::: Data under study

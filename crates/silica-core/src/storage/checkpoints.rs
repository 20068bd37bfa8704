//! Per-transport checkpoint blobs.
//!
//! A checkpoint is an opaque serialized snapshot keyed by (session,
//! transport). Write failures are fatal to the in-flight turn; a missing or
//! unreadable checkpoint reads back as `None` (new-session semantics).

use chrono::Utc;
use rusqlite::params;

use super::database::Database;
use crate::error::Result;

pub struct CheckpointStore<'a> {
    db: &'a Database,
}

impl<'a> CheckpointStore<'a> {
    pub fn new(db: &'a Database) -> Self {
        Self { db }
    }

    pub fn save(&self, session_id: &str, transport: &str, blob: &str) -> Result<()> {
        let now = Utc::now().to_rfc3339();
        self.db.conn().execute(
            "INSERT INTO checkpoints (session_id, transport, blob, updated_at)
             VALUES (?1, ?2, ?3, ?4)
             ON CONFLICT(session_id, transport)
             DO UPDATE SET blob = ?3, updated_at = ?4",
            params![session_id, transport, blob, now],
        )?;
        Ok(())
    }

    pub fn load(&self, session_id: &str, transport: &str) -> Result<Option<String>> {
        let row = self.db.conn().query_row(
            "SELECT blob FROM checkpoints WHERE session_id = ?1 AND transport = ?2",
            params![session_id, transport],
            |r| r.get::<_, String>(0),
        );
        match row {
            Ok(blob) => Ok(Some(blob)),
            Err(rusqlite::Error::QueryReturnedNoRows) => Ok(None),
            Err(e) => {
                tracing::warn!(session_id, transport, "checkpoint read failed: {}", e);
                Ok(None)
            }
        }
    }
}

#[cfg(test)]
mod tests {
    use super::*;
    use crate::storage::sessions::SessionStore;

    #[test]
    fn save_is_upsert_and_transport_scoped() {
        let db = Database::open_in_memory().unwrap();
        SessionStore::new(&db).create("s1", "S", "m").unwrap();
        let store = CheckpointStore::new(&db);

        store.save("s1", "web", "{\"cursor\":1}").unwrap();
        store.save("s1", "web", "{\"cursor\":2}").unwrap();
        store.save("s1", "mcp", "{\"cursor\":9}").unwrap();

        assert_eq!(store.load("s1", "web").unwrap().unwrap(), "{\"cursor\":2}");
        assert_eq!(store.load("s1", "mcp").unwrap().unwrap(), "{\"cursor\":9}");
        assert!(store.load("s1", "ws").unwrap().is_none());
    }
}
//! Chat endpoint: one user message in, the turn's event stream out (SSE).
//!
//! Each request is a fresh bus subscription; there is no replay of earlier
//! events. Client disconnect cancels the in-flight turn, which propagates to
//! the model stream and any running subprocess tree.

use std::convert::Infallible;

use axum::{
    extract::State,
    response::sse::{Event, KeepAlive, Sse},
    routing::post,
    Json, Router,
};
use futures::stream::Stream;
use tokio::sync::mpsc;
use tokio_stream::wrappers::ReceiverStream;
use tokio_util::sync::CancellationToken;

use silica_core::bus::DEFAULT_QUEUE_CAPACITY;
use silica_core::LoopEvent;

use crate::error::AppError;
use crate::types::ChatRequest;
use crate::AppState;

pub const TRANSPORT_TAG: &str = "web";
const SSE_CHANNEL_BUFFER: usize = DEFAULT_QUEUE_CAPACITY;

pub fn router() -> Router<AppState> {
    Router::new().route("/chat", post(chat))
}

async fn chat(
    State(state): State<AppState>,
    Json(req): Json<ChatRequest>,
) -> Result<Sse<impl Stream<Item = Result<Event, Infallible>>>, AppError> {
    let session_id = match req.session_id {
        Some(id) => {
            state.core.sessions.open(&id)?;
            id
        }
        None => {
            state
                .core
                .sessions
                .current_or_create(TRANSPORT_TAG, &state.core.config.model)
                .await?
                .id
        }
    };

    let cancel = CancellationToken::new();
    let (sse_tx, sse_rx) = mpsc::channel::<Result<Event, Infallible>>(SSE_CHANNEL_BUFFER);

    let (sub_id, mut events) = state.core.bus.subscribe(&session_id, SSE_CHANNEL_BUFFER).await;

    // Forward bus events to the SSE channel; a send failure means the client
    // went away, which cancels the turn.
    let forward_bus = state.core.bus.clone();
    let forward_session = session_id.clone();
    let forward_cancel = cancel.clone();
    tokio::spawn(async move {
        while let Some(event) = events.recv().await {
            let terminal = matches!(
                event,
                LoopEvent::TurnDone { .. } | LoopEvent::TurnError { .. }
            );
            let data = match serde_json::to_string(&event) {
                Ok(data) => data,
                Err(e) => {
                    tracing::error!("failed to serialize loop event: {}", e);
                    continue;
                }
            };
            if sse_tx.send(Ok(Event::default().data(data))).await.is_err() {
                tracing::info!(session_id = %forward_session, "chat client disconnected, cancelling turn");
                forward_cancel.cancel();
                break;
            }
            if terminal {
                break;
            }
        }
        forward_bus.unsubscribe(&forward_session, sub_id).await;
    });

    let agent = state.core.agent.clone();
    let turn_session = session_id.clone();
    let turn_cancel = cancel.clone();
    tokio::spawn(async move {
        if let Err(e) = agent
            .run_turn(&turn_session, TRANSPORT_TAG, req.message, turn_cancel)
            .await
        {
            tracing::warn!(session_id = %turn_session, "turn ended with error: {}", e);
        }
    });

    Ok(Sse::new(ReceiverStream::new(sse_rx)).keep_alive(KeepAlive::default()))
}
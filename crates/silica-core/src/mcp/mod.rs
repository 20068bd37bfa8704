//! Model Context Protocol server transport.

pub mod protocol;
pub mod server;

pub use protocol::{JsonRpcRequest, JsonRpcResponse};
pub use server::{McpServer, TRANSPORT_TAG};
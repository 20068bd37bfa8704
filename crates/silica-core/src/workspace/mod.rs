//! Per-session workspace: a bounded filesystem view.
//!
//! All tool file access goes through `Workspace`, which only hands out
//! `SessionPath`s — paths proven at construction to stay under the session
//! root. Escape attempts fail with `WorkspacePathEscape` before any I/O.

mod classify;

pub use classify::{classify, ArtifactKind};

use std::path::{Component, Path, PathBuf};

use chrono::{DateTime, Utc};
use serde::{Deserialize, Serialize};
use similar::TextDiff;
use tokio::fs;

use crate::error::{CoreError, Result};

/// Per-file write cap.
pub const MAX_FILE_BYTES: u64 = 16 * 1024 * 1024;

/// A workspace-confined path: the session root plus a normalized relative
/// sub-path. Construction is the only place escape checks happen, so every
/// holder of a `SessionPath` may use it without re-validating.
#[derive(Debug, Clone, PartialEq, Eq)]
pub struct SessionPath {
    root: PathBuf,
    rel: PathBuf,
}

impl SessionPath {
    pub fn new(root: &Path, candidate: &str) -> Result<Self> {
        if candidate.is_empty() {
            return Err(CoreError::BadArgs("empty path".into()));
        }

        let raw = Path::new(candidate);
        if raw.is_absolute() {
            return Err(CoreError::WorkspacePathEscape(candidate.to_string()));
        }

        // Lexical normalization: resolve `.` and reject any `..` that would
        // climb above the root.
        let mut rel = PathBuf::new();
        let mut depth: isize = 0;
        for component in raw.components() {
            match component {
                Component::Normal(part) => {
                    rel.push(part);
                    depth += 1;
                }
                Component::CurDir => {}
                Component::ParentDir => {
                    depth -= 1;
                    if depth < 0 {
                        return Err(CoreError::WorkspacePathEscape(candidate.to_string()));
                    }
                    rel.pop();
                }
                Component::RootDir | Component::Prefix(_) => {
                    return Err(CoreError::WorkspacePathEscape(candidate.to_string()));
                }
            }
        }

        if rel.as_os_str().is_empty() {
            return Err(CoreError::WorkspacePathEscape(candidate.to_string()));
        }

        Ok(Self {
            root: root.to_path_buf(),
            rel,
        })
    }

    pub fn relative(&self) -> &Path {
        &self.rel
    }

    pub fn absolute(&self) -> PathBuf {
        self.root.join(&self.rel)
    }
}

::::::

Task objective:
Write out the listing above, keeping every word exactly.

Response below:
filename crates/silica-core/src/storage/checkpoints.rs
repository 20068bd37bfa8704
//! Per-transport checkpoint blobs.
//!
//! A checkpoint is an opaque serialized snapshot keyed by (session,
//! transport). Write failures are fatal to the in-flight turn; a missing or
//! unreadable checkpoint reads back as `None` (new-session semantics).

use chrono::Utc;
use rusqlite::params;

use super::database::Database;
use crate::error::Result;

pub struct CheckpointStore<'a> {
    db: &'a Database,
}

impl<'a> CheckpointStore<'a> {
    pub fn new(db: &'a Database) -> Self {
        Self { db }
    }

    pub fn save(&self, session_id: &str, transport: &str, blob: &str) -> Result<()> {
        let now = Utc::now().to_rfc3339();
        self.db.conn().execute(
            "INSERT INTO checkpoints (session_id, transport, blob, updated_at)
             VALUES (?1, ?2, ?3, ?4)
             ON CONFLICT(session_id, transport)
             DO UPDATE SET blob = ?3, updated_at = ?4",
            params![session_id, transport, blob, now],
        )?;
        Ok(())
    }

    pub fn load(&self, session_id: &str, transport: &str) -> Result<Option<String>> {
        let row = self.db.conn().query_row(
            "SELECT blob FROM checkpoints WHERE session_id = ?1 AND transport = ?2",
            params![session_id, transport],
            |r| r.get::<_, String>(0),
        );
        match row {
            Ok(blob) => Ok(Some(blob)),
            Err(rusqlite::Error::QueryReturnedNoRows) => Ok(None),
            Err(e) => {
                tracing::warn!(session_id, transport, "checkpoint read failed: {}", e);
                Ok(None)
            }
        }
    }
}

#[cfg(test)]
mod tests {
    use super::*;
    use crate::storage::sessions::SessionStore;

    #[test]
    fn save_is_upsert_and_transport_scoped() {
        let db = Database::open_in_memory().unwrap();
        SessionStore::new(&db).create("s1", "S", "m").unwrap();
        let store = CheckpointStore::new(&db);

        store.save("s1", "web", "{\"cursor\":1}").unwrap();
        store.save("s1", "web", "{\"cursor\":2}").unwrap();
        store.save("s1", "mcp", "{\"cursor\":9}").unwrap();

        assert_eq!(store.load("s1", "web").unwrap().unwrap(), "{\"cursor\":2}");
        assert_eq!(store.load("s1", "mcp").unwrap().unwrap(), "{\"cursor\":9}");
        assert!(store.load("s1", "ws").unwrap().is_none());
    }
}
//! Chat endpoint: one user message in, the turn's event stream out (SSE).
//!
//! Each request is a fresh bus subscription; there is no replay of earlier
//! events. Client disconnect cancels the in-flight turn, which propagates to
//! the model stream and any running subprocess tree.

use std::convert::Infallible;

use axum::{
    extract::State,
    response::sse::{Event, KeepAlive, Sse},
    routing::post,
    Json, Router,
};
use futures::stream::Stream;
use tokio::sync::mpsc;
use tokio_stream::wrappers::ReceiverStream;
use tokio_util::sync::CancellationToken;

use silica_core::bus::DEFAULT_QUEUE_CAPACITY;
use silica_core::LoopEvent;

use crate::error::AppError;
use crate::types::ChatRequest;
use crate::AppState;

pub const TRANSPORT_TAG: &str = "web";
const SSE_CHANNEL_BUFFER: usize = DEFAULT_QUEUE_CAPACITY;

pub fn router() -> Router<AppState> {
    Router::new().route("/chat", post(chat))
}

async fn chat(
    State(state): State<AppState>,
    Json(req): Json<ChatRequest>,
) -> Result<Sse<impl Stream<Item = Result<Event, Infallible>>>, AppError> {
    let session_id = match req.session_id {
        Some(id) => {
            state.core.sessions.open(&id)?;
            id
        }
        None => {
            state
                .core
                .sessions
                .current_or_create(TRANSPORT_TAG, &state.core.config.model)
                .await?
                .id
        }
    };

    let cancel = CancellationToken::new();
    let (sse_tx, sse_rx) = mpsc::channel::<Result<Event, Infallible>>(SSE_CHANNEL_BUFFER);

    let (sub_id, mut events) = state.core.bus.subscribe(&session_id, SSE_CHANNEL_BUFFER).await;

    // Forward bus events to the SSE channel; a send failure means the client
    // went away, which cancels the turn.
    let forward_bus = state.core.bus.clone();
    let forward_session = session_id.clone();
    let forward_cancel = cancel.clone();
    tokio::spawn(async move {
        while let Some(event) = events.recv().await {
            let terminal = matches!(
                event,
                LoopEvent::TurnDone { .. } | LoopEvent::TurnError { .. }
            );
            let data = match serde_json::to_string(&event) {
                Ok(data) => data,
                Err(e) => {
                    tracing::error!("failed to serialize loop event: {}", e);
                    continue;
                }
            };
            if sse_tx.send(Ok(Event::default().data(data))).await.is_err() {
                tracing::info!(session_id = %forward_session, "chat client disconnected, cancelling turn");
                forward_cancel.cancel();
                break;
            }
            if terminal {
                break;
            }
        }
        forward_bus.unsubscribe(&forward_session, sub_id).await;
    });

    let agent = state.core.agent.clone();
    let turn_session = session_id.clone();
    let turn_cancel = cancel.clone();
    tokio::spawn(async move {
        if let Err(e) = agent
            .run_turn(&turn_session, TRANSPORT_TAG, req.message, turn_cancel)
            .await
        {
            tracing::warn!(session_id = %turn_session, "turn ended with error: {}", e);
        }
    });

    Ok(Sse::new(ReceiverStream::new(sse_rx)).keep_alive(KeepAlive::default()))
}
filename crates/silica-core/src/mcp/mod.rs
repository 20068bd37bfa8704
//! Model Context Protocol server transport.

pub mod protocol;
pub mod server;

pub use protocol::{JsonRpcRequest, JsonRpcResponse};
pub use server::{McpServer, TRANSPORT_TAG};
repository 20068bd37bfa8704
filename crates/silica-core/src/workspace/mod.rs
//! Per-session workspace: a bounded filesystem view.
//!
//! All tool file access goes through `Workspace`, which only hands out
//! `SessionPath`s — paths proven at construction to stay under the session
//! root. Escape attempts fail with `WorkspacePathEscape` before any I/O.

mod classify;

pub use classify::{classify, ArtifactKind};

use std::path::{Component, Path, PathBuf};

use chrono::{DateTime, Utc};
use serde::{Deserialize, Serialize};
use similar::TextDiff;
use tokio::fs;

use crate::error::{CoreError, Result};

/// Per-file write cap.
pub const MAX_FILE_BYTES: u64 = 16 * 1024 * 1024;

/// A workspace-confined path: the session root plus a normalized relative
/// sub-path. Construction is the only place escape checks happen, so every
/// holder of a `SessionPath` may use it without re-validating.
#[derive(Debug, Clone, PartialEq, Eq)]
pub struct SessionPath {
    root: PathBuf,
    rel: PathBuf,
}

impl SessionPath {
    pub fn new(root: &Path, candidate: &str) -> Result<Self> {
        if candidate.is_empty() {
            return Err(CoreError::BadArgs("empty path".into()));
        }

        let raw = Path::new(candidate);
        if raw.is_absolute() {
            return Err(CoreError::WorkspacePathEscape(candidate.to_string()));
        }

        // Lexical normalization: resolve `.` and reject any `..` that would
        // climb above the root.
        let mut rel = PathBuf::new();
        let mut depth: isize = 0;
        for component in raw.components() {
            match component {
                Component::Normal(part) => {
                    rel.push(part);
                    depth += 1;
                }
                Component::CurDir => {}
                Component::ParentDir => {
                    depth -= 1;
                    if depth < 0 {
                        return Err(CoreError::WorkspacePathEscape(candidate.to_string()));
                    }
                    rel.pop();
                }
                Component::RootDir | Component::Prefix(_) => {
                    return Err(CoreError::WorkspacePathEscape(candidate.to_string()));
                }
            }
        }

        if rel.as_os_str().is_empty() {
            return Err(CoreError::WorkspacePathEscape(candidate.to_string()));
        }

        Ok(Self {
            root: root.to_path_buf(),
            rel,
        })
    }

    pub fn relative(&self) -> &Path {
        &self.rel
    }

    pub fn absolute(&self) -> PathBuf {
        self.root.join(&self.rel)
    }
}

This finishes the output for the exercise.